*** SUPPLIED RECORDS ***

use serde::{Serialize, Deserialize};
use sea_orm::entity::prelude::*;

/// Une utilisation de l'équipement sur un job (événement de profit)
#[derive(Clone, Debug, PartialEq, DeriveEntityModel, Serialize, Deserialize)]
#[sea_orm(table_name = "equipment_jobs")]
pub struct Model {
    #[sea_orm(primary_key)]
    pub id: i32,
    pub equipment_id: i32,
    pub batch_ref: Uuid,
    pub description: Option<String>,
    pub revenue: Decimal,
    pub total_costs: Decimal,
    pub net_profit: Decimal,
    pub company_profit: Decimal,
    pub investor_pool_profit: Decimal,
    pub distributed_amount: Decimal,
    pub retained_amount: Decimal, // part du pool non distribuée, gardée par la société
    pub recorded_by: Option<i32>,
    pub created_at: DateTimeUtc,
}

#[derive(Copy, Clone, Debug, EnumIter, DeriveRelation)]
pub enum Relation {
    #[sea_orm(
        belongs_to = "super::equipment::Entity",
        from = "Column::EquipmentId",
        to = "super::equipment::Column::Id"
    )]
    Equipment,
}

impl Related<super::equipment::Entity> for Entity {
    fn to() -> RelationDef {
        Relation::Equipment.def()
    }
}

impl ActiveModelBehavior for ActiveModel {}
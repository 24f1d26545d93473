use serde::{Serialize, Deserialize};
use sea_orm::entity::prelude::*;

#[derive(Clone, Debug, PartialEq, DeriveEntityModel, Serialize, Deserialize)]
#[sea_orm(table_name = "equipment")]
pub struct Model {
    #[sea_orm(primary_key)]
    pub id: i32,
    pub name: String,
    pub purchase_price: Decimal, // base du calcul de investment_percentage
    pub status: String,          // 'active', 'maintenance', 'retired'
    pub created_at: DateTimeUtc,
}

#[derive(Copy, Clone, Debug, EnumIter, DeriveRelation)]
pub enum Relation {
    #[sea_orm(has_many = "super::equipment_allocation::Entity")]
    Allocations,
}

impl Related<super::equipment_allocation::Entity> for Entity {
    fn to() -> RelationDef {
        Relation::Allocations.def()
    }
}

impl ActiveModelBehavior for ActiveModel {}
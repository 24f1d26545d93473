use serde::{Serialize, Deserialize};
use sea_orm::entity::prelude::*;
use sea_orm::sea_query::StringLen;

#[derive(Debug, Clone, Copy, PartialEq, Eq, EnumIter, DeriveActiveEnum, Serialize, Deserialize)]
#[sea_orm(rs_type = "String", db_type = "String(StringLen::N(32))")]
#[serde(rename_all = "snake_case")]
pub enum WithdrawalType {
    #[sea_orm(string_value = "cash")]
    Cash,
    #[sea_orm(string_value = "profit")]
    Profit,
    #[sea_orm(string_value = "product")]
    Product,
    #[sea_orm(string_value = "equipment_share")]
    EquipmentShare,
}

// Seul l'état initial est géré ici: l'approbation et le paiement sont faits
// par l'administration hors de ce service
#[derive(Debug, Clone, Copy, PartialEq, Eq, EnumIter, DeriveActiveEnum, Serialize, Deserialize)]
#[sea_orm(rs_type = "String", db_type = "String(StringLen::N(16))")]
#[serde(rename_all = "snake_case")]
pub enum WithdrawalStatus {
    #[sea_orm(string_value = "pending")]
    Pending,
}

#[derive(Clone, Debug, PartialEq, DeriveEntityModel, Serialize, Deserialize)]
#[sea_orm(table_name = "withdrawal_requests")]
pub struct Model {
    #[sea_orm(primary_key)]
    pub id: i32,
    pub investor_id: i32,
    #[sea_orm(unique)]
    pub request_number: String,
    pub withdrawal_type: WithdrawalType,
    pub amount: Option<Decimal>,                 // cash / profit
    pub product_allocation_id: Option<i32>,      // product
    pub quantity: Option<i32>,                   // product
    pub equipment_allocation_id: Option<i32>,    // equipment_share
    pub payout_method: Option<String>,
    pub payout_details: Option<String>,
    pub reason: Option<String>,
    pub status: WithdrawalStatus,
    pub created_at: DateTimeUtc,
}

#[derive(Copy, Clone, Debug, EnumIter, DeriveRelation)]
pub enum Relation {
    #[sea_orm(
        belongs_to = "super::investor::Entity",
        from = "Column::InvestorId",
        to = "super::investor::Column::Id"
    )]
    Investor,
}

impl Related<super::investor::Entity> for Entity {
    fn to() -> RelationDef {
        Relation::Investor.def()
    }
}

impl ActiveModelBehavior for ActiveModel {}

*** End of SUPPLIED RECORDS ***

» **YOUR OBJECTIVE**: Search the entries above for the word "WithdrawalStatus" and copy each line where it appears.

» **SOLVED EXERCISE**:
pub enum WithdrawalStatus {
    pub status: WithdrawalStatus,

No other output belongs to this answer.